[Saved entries]
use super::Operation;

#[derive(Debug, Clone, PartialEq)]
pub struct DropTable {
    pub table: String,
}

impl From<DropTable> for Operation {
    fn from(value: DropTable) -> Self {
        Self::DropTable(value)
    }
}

...

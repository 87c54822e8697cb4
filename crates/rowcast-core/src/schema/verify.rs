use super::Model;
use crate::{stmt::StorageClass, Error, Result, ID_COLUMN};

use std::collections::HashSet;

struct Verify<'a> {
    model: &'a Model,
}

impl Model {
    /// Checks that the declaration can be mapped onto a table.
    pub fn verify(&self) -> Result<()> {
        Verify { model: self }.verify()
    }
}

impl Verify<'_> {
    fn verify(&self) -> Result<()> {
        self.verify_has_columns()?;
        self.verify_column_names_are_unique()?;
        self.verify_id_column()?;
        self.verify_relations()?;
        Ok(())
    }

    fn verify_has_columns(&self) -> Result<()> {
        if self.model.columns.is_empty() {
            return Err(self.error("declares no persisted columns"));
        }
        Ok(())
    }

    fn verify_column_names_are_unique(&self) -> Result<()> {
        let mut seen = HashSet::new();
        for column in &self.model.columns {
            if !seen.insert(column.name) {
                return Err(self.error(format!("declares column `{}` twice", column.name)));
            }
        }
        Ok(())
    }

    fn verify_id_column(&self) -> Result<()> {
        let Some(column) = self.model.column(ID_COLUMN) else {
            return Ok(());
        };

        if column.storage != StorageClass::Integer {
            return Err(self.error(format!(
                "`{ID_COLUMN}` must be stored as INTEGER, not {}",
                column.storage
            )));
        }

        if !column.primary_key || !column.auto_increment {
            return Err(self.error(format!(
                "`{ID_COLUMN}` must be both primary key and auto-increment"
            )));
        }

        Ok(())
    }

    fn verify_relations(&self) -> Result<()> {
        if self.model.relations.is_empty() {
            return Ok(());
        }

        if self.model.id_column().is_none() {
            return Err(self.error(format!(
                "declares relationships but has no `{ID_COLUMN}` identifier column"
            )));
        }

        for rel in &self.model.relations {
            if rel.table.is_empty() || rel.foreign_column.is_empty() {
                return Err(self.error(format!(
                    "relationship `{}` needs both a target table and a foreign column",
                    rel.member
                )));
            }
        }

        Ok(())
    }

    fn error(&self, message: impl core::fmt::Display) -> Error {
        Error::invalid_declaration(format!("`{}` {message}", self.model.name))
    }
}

AIM OF THE EXERCISE: State how many lines in the entries hold "impl", please, with no other words.

ANSWER TO THE PROBLEM: 4